The cost of education has undergone dramatic changes over the last century. Institutions like Harvard, Yale, and others were initially attended by 0.001 percent of the population. By 1900, the average tuition for private schools was anywhere from $75 to $300 per student.

Those figures have dramatically increased since. Today, the average cost of tuition for a private, 4-year, university sits at about $30,000 per year. Two-year community colleges run about $3,000 a year per student.

More than half of the nation's 20 million students borrow annually to help pay for higher education.

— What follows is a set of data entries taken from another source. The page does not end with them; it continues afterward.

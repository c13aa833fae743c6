//! Proposal models
//!
//! Change proposals as read from GitLab and stored proposals as read from
//! the `projects` table.

use chrono::{DateTime, NaiveDateTime, Utc};
use rust_decimal::Decimal;
use serde::{Deserialize, Serialize};
use std::fmt;

/// `gitlab_state` value of records whose merge request has been merged
pub const MERGED: &str = "merged";

/// An open merge request together with the files it adds
#[derive(Debug, Clone, PartialEq, Eq)]
pub struct ChangeProposal {
    /// Instance-wide merge request id, used in operator messages
    pub id: u64,
    /// Project-scoped merge request number, used to query its changes
    pub iid: u64,
    pub title: String,
    pub author: String,
    pub created_at: DateTime<Utc>,
    pub web_url: String,
    /// Newly added file paths, in the order GitLab reports them
    pub new_files: Vec<String>,
}

/// Lifecycle stage of a stored proposal that appears in the feed
#[derive(Debug, Clone, Copy, PartialEq, Eq, Hash, Serialize, Deserialize)]
#[serde(rename_all = "SCREAMING-KEBAB-CASE")]
pub enum StageTag {
    FundingRequired,
    WorkInProgress,
}

impl StageTag {
    /// Value of the `state` column for this stage
    pub fn as_str(&self) -> &'static str {
        match self {
            StageTag::FundingRequired => "FUNDING-REQUIRED",
            StageTag::WorkInProgress => "WORK-IN-PROGRESS",
        }
    }

    /// Heading of this stage's group in the feed
    pub fn label(&self) -> &'static str {
        match self {
            StageTag::FundingRequired => "Funding Required",
            StageTag::WorkInProgress => "Work in Progress",
        }
    }
}

impl fmt::Display for StageTag {
    fn fmt(&self, f: &mut fmt::Formatter<'_>) -> fmt::Result {
        f.write_str(self.as_str())
    }
}

/// A proposal row owned by the record store
#[derive(Debug, Clone, PartialEq)]
pub struct StoredProposal {
    pub filename: String,
    pub title: String,
    pub gitlab_url: String,
    pub gitlab_state: String,
    /// Raw `state` column; other stages exist besides the two projected here
    pub state: String,
    pub percentage_funded: Decimal,
    pub target_amount: Decimal,
    pub amount_received: Decimal,
    pub gitlab_username: String,
    pub gitlab_created_at: NaiveDateTime,
    pub payment_id: String,
}
//! GitLab REST client (API v4)

use crate::config::GitLabConfig;
use crate::error::{decode_error, AppError, AppResult};
use crate::gitlab::models::{MergeRequest, MergeRequestChanges};
use crate::gitlab::ChangeProposalSource;
use async_trait::async_trait;
use serde::de::DeserializeOwned;
use std::time::Duration;
use tracing::debug;

const USER_AGENT: &str = concat!("ffs-update/", env!("CARGO_PKG_VERSION"));
const NEXT_PAGE_HEADER: &str = "x-next-page";

/// Client for one GitLab project
#[derive(Clone)]
pub struct GitLabClient {
    http: reqwest::Client,
    api_base: String,
    project_id: String,
    token: Option<String>,
    per_page: u32,
}

impl GitLabClient {
    pub fn new(config: &GitLabConfig) -> AppResult<Self> {
        let http = reqwest::Client::builder()
            .user_agent(USER_AGENT)
            .timeout(Duration::from_secs(config.timeout_secs))
            .build()
            .map_err(|e| AppError::Config(format!("Failed to build HTTP client: {}", e)))?;

        Ok(Self {
            http,
            api_base: format!("{}/api/v4", config.base_url.trim_end_matches('/')),
            project_id: config.project_id.clone(),
            token: config.token.clone(),
            per_page: config.per_page,
        })
    }

    fn project_url(&self, path: &str) -> String {
        format!("{}/projects/{}{}", self.api_base, self.project_id, path)
    }

    /// GET a JSON resource, returning the decoded body and the next page
    async fn get_json<T: DeserializeOwned>(
        &self,
        url: &str,
        query: &[(&str, String)],
    ) -> AppResult<(T, Option<u32>)> {
        let mut request = self.http.get(url).query(query);
        if let Some(token) = &self.token {
            request = request.header("PRIVATE-TOKEN", token);
        }

        let response = request.send().await?;
        let status = response.status();
        if !status.is_success() {
            let body = response.text().await.unwrap_or_default();
            return Err(AppError::GitLabApi {
                status,
                endpoint: url.to_string(),
                body,
            });
        }

        let next_page = response
            .headers()
            .get(NEXT_PAGE_HEADER)
            .and_then(|v| v.to_str().ok())
            .and_then(|v| v.trim().parse().ok());

        let body = response.text().await?;
        let value = serde_json::from_str(&body)
            .map_err(|e| decode_error(format!("{}: {}", url, e)))?;
        Ok((value, next_page))
    }
}

#[async_trait]
impl ChangeProposalSource for GitLabClient {
    async fn list_open_proposals(&self) -> AppResult<Vec<MergeRequest>> {
        let url = self.project_url("/merge_requests");
        let mut merge_requests = Vec::new();
        let mut page = 1u32;

        loop {
            let query = [
                ("state", "opened".to_string()),
                ("per_page", self.per_page.to_string()),
                ("page", page.to_string()),
            ];
            let (batch, next_page): (Vec<MergeRequest>, _) = self.get_json(&url, &query).await?;
            debug!("Page {} returned {} merge requests", page, batch.len());
            merge_requests.extend(batch);

            match next_page {
                Some(next) if next > page => page = next,
                _ => break,
            }
        }

        Ok(merge_requests)
    }

    async fn list_new_files(&self, iid: u64) -> AppResult<Vec<String>> {
        let url = self.project_url(&format!("/merge_requests/{}/changes", iid));
        let (changes, _): (MergeRequestChanges, _) = self.get_json(&url, &[]).await?;
        Ok(changes.new_files())
    }
}

#[cfg(test)]
mod tests {
    use super::*;
    use serde_json::json;
    use wiremock::matchers::{header, method, path, query_param};
    use wiremock::{Mock, MockServer, ResponseTemplate};

    fn config_for(server: &MockServer) -> GitLabConfig {
        GitLabConfig {
            base_url: server.uri(),
            project_id: "42".to_string(),
            token: Some("glpat-test".to_string()),
            timeout_secs: 5,
            per_page: 2,
        }
    }

    fn mr_json(id: u64, iid: u64) -> serde_json::Value {
        json!({
            "id": id,
            "iid": iid,
            "title": format!("Proposal {iid}"),
            "web_url": format!("https://gitlab.com/ffs/proposals/-/merge_requests/{iid}"),
            "author": {"username": "bob"},
            "created_at": "2024-01-02T03:04:05Z"
        })
    }

    #[tokio::test]
    async fn test_lists_open_merge_requests_across_pages() {
        let server = MockServer::start().await;

        Mock::given(method("GET"))
            .and(path("/api/v4/projects/42/merge_requests"))
            .and(query_param("state", "opened"))
            .and(query_param("page", "1"))
            .and(header("PRIVATE-TOKEN", "glpat-test"))
            .respond_with(
                ResponseTemplate::new(200)
                    .insert_header("X-Next-Page", "2")
                    .set_body_json(json!([mr_json(901, 1), mr_json(902, 2)])),
            )
            .mount(&server)
            .await;

        Mock::given(method("GET"))
            .and(path("/api/v4/projects/42/merge_requests"))
            .and(query_param("page", "2"))
            .respond_with(
                ResponseTemplate::new(200)
                    .insert_header("X-Next-Page", "")
                    .set_body_json(json!([mr_json(903, 3)])),
            )
            .mount(&server)
            .await;

        let client = GitLabClient::new(&config_for(&server)).unwrap();
        let merge_requests = client.list_open_proposals().await.unwrap();

        let ids: Vec<u64> = merge_requests.iter().map(|m| m.id).collect();
        assert_eq!(ids, vec![901, 902, 903]);
    }

    #[tokio::test]
    async fn test_list_new_files_filters_added_paths() {
        let server = MockServer::start().await;

        Mock::given(method("GET"))
            .and(path("/api/v4/projects/42/merge_requests/7/changes"))
            .respond_with(ResponseTemplate::new(200).set_body_json(json!({
                "iid": 7,
                "changes": [
                    {"old_path": "index.md", "new_path": "index.md", "new_file": false},
                    {"old_path": "my-idea.md", "new_path": "my-idea.md", "new_file": true}
                ]
            })))
            .mount(&server)
            .await;

        let client = GitLabClient::new(&config_for(&server)).unwrap();
        let files = client.list_new_files(7).await.unwrap();

        assert_eq!(files, vec!["my-idea.md".to_string()]);
    }

    #[tokio::test]
    async fn test_error_status_is_fatal() {
        let server = MockServer::start().await;

        Mock::given(method("GET"))
            .and(path("/api/v4/projects/42/merge_requests"))
            .respond_with(ResponseTemplate::new(401).set_body_string("401 Unauthorized"))
            .mount(&server)
            .await;

        let client = GitLabClient::new(&config_for(&server)).unwrap();
        let err = client.list_open_proposals().await.unwrap_err();

        match err {
            AppError::GitLabApi { status, body, .. } => {
                assert_eq!(status.as_u16(), 401);
                assert_eq!(body, "401 Unauthorized");
            }
            other => panic!("unexpected error: {other}"),
        }
    }

    #[tokio::test]
    async fn test_malformed_body_is_decode_error() {
        let server = MockServer::start().await;

        Mock::given(method("GET"))
            .and(path("/api/v4/projects/42/merge_requests"))
            .respond_with(ResponseTemplate::new(200).set_body_json(json!([{"id": "nope"}])))
            .mount(&server)
            .await;

        let client = GitLabClient::new(&config_for(&server)).unwrap();
        let err = client.list_open_proposals().await.unwrap_err();

        assert!(matches!(err, AppError::Decode(_)));
    }
}
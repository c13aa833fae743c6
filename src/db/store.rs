//! Record store
//!
//! Read-only access to proposals that already passed intake.

use crate::db::queries;
use crate::error::{AppError, AppResult};
use crate::models::{StageTag, StoredProposal};
use async_trait::async_trait;
use deadpool_postgres::Pool;
use std::collections::HashSet;
use tokio_postgres::Row;

#[async_trait]
pub trait RecordStore: Send + Sync {
    /// All stored filenames, regardless of stage
    async fn list_filenames(&self) -> AppResult<HashSet<String>>;

    /// Records in `stage` whose merge request is in `external_state`
    async fn list_by_stage(
        &self,
        external_state: &str,
        stage: StageTag,
    ) -> AppResult<Vec<StoredProposal>>;
}

/// `projects` table in PostgreSQL
pub struct PgRecordStore {
    pool: Pool,
}

impl PgRecordStore {
    pub fn new(pool: Pool) -> Self {
        Self { pool }
    }
}

#[async_trait]
impl RecordStore for PgRecordStore {
    async fn list_filenames(&self) -> AppResult<HashSet<String>> {
        let client = self.pool.get().await?;
        let rows = client.query(queries::LIST_FILENAMES, &[]).await?;
        rows.iter()
            .map(|r| r.try_get::<_, String>("filename").map_err(AppError::from))
            .collect()
    }

    async fn list_by_stage(
        &self,
        external_state: &str,
        stage: StageTag,
    ) -> AppResult<Vec<StoredProposal>> {
        let client = self.pool.get().await?;
        let rows = client
            .query(queries::LIST_BY_STAGE, &[&external_state, &stage.as_str()])
            .await?;
        rows.iter().map(stored_from_row).collect()
    }
}

fn stored_from_row(row: &Row) -> AppResult<StoredProposal> {
    Ok(StoredProposal {
        filename: row.try_get("filename")?,
        title: row.try_get("title")?,
        gitlab_url: row.try_get("gitlab_url")?,
        gitlab_state: row.try_get("gitlab_state")?,
        state: row.try_get("state")?,
        percentage_funded: row.try_get("percentage_funded")?,
        target_amount: row.try_get("target_amount")?,
        amount_received: row.try_get("amount_received")?,
        gitlab_username: row.try_get("gitlab_username")?,
        gitlab_created_at: row.try_get("gitlab_created_at")?,
        payment_id: row.try_get("payment_id")?,
    })
}


#[cfg(test)]
mod tests {
    use super::testing::{record, MemoryRecordStore};
    use super::*;
    use crate::models::MERGED;

    #[tokio::test]
    async fn test_memory_store_filters_on_state_and_stage() {
        let store = MemoryRecordStore::new(vec![
            record("a.md", MERGED, "FUNDING-REQUIRED"),
            record("b.md", "opened", "FUNDING-REQUIRED"),
            record("c.md", MERGED, "WORK-IN-PROGRESS"),
            record("d.md", MERGED, "DONE"),
        ]);

        let funding = store.list_by_stage(MERGED, StageTag::FundingRequired).await.unwrap();
        assert_eq!(funding.len(), 1);
        assert_eq!(funding[0].filename, "a.md");

        let names = store.list_filenames().await.unwrap();
        assert_eq!(names.len(), 4);
        assert!(names.contains("d.md"));
        assert!(!names.contains("e.md"));
    }
}
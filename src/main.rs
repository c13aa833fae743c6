//! ffs-update - FFS proposal feed builder
//!
//! Collects proposals from two places and writes the staged feed the
//! Jekyll site renders:
//! - Ideas: open merge requests on the proposals repository, each adding
//!   exactly one new markdown document
//! - Funding Required / Work in Progress: merged projects from the database
//!
//! One invocation takes one snapshot of both sources, writes `ffs.json`
//! and exits.

mod config;
mod db;
mod error;
mod feed;
mod gitlab;
mod intake;
mod models;
mod projector;
mod storage;

use crate::config::Settings;
use crate::db::PgRecordStore;
use crate::feed::FeedAssembler;
use crate::gitlab::GitLabClient;
use crate::projector::StageProjector;
use crate::storage::{FeedStorage, PutOutcome, FEED_ARTIFACT};
use clap::Parser;
use std::io::Write;
use tracing::info;
use tracing_subscriber::{fmt, layer::SubscriberExt, util::SubscriberInitExt, EnvFilter};

#[derive(Parser)]
#[command(name = "ffs-update")]
#[command(version = env!("CARGO_PKG_VERSION"))]
#[command(about = "Update the proposal feed (ffs.json) used by the site", long_about = None)]
struct Cli {
    /// Print the feed to stdout instead of writing it to storage
    #[arg(long)]
    dry_run: bool,
}

#[tokio::main]
async fn main() -> anyhow::Result<()> {
    let cli = Cli::parse();

    init_tracing();

    let settings = Settings::load()?;
    info!("Configuration loaded (GitLab project {})", settings.gitlab.project_id);

    let pool = db::connect(&settings.database).await?;
    let store = PgRecordStore::new(pool);
    let source = GitLabClient::new(&settings.gitlab)?;
    let projector = StageProjector::new(settings.app.url.clone());

    let document = FeedAssembler::new(&source, &store, projector)
        .assemble()
        .await?;
    let rendered = feed::render(&document)?;

    if cli.dry_run {
        let mut stdout = std::io::stdout().lock();
        stdout.write_all(&rendered)?;
        stdout.write_all(b"\n")?;
        return Ok(());
    }

    let storage = FeedStorage::new(settings.storage.dir.clone());
    match storage.put(FEED_ARTIFACT, &rendered)? {
        PutOutcome::Written { path, digest } => info!(
            "Feed updated: {} entries -> {} ({})",
            document.entry_count(),
            path.display(),
            &digest[..12]
        ),
        PutOutcome::Unchanged { path, .. } => {
            info!("Feed unchanged: {}", path.display())
        }
    }

    Ok(())
}

/// Initialize tracing with structured logging on stderr
fn init_tracing() {
    let env_filter = EnvFilter::try_from_default_env()
        .unwrap_or_else(|_| EnvFilter::new("info,ffs_update=debug"));

    tracing_subscriber::registry()
        .with(env_filter)
        .with(
            fmt::layer()
                .with_writer(std::io::stderr)
                .with_target(false)
                .with_level(true)
                .compact(),
        )
        .init();
}
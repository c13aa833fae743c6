//! Error handling module
//!
//! Provides the error type shared by the record store, the GitLab source,
//! and the feed writer. Every variant here aborts the run; per-proposal
//! rejections are values (see `intake::Rejection`), not errors.

use reqwest::StatusCode;
use thiserror::Error;

/// Application-wide error type
#[derive(Error, Debug)]
pub enum AppError {
    #[error("Database error: {0}")]
    Database(#[from] tokio_postgres::Error),

    #[error("Pool error: {0}")]
    Pool(#[from] deadpool_postgres::PoolError),

    #[error("HTTP error: {0}")]
    Http(#[from] reqwest::Error),

    #[error("GitLab API error {status} on {endpoint}: {body}")]
    GitLabApi {
        status: StatusCode,
        endpoint: String,
        body: String,
    },

    #[error("Malformed source data: {0}")]
    Decode(String),

    #[error("Serialization error: {0}")]
    Serialization(#[from] serde_json::Error),

    #[error("Storage error: {0}")]
    Storage(#[from] std::io::Error),

    #[error("Configuration error: {0}")]
    Config(String),
}

/// Result type alias used across the pipeline
pub type AppResult<T> = Result<T, AppError>;

/// Helper function to create a decode error
pub fn decode_error(msg: impl Into<String>) -> AppError {
    AppError::Decode(msg.into())
}
//! Idea intake
//!
//! Validates open merge requests before they are listed as ideas.

pub mod format;
mod validator;

pub use validator::*;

The average student needs to borrow $26,600 in order to complete their education.

Meanwhile, these loans can take half a lifetime to repay. Family therapists, journalists, and veterinarians take about 30 years to pay back their college degrees. Whereas marketing, economics, and engineering graduates are likely to be debt free in under 10 years.

What is really telling about the United State's educational system is how the country stacks up abroad. Canada is the closest, the average Canadian student graduates $28,000 in debt.

The average student loan debt load in the United Kingdom in 2012 was about £26,000. China's harder to gauge, but the country's graduates owe ¥8.1 billion in loan debts as of 2012.

In Sweden and France, post-secondary education is paid for by the state, rendering up-front costs for a college degree essentially 0.

International models may be more difficult to replicate in the United States due to cultural and legal differences. Yet the consensus remains that only highly educated and innovative citizens will keep an economy competitive in today's globalized world. Whether or not the students of tomorrow will be able to shoulder the growing debt load looms overhead like a final examination that one hasn't studied for.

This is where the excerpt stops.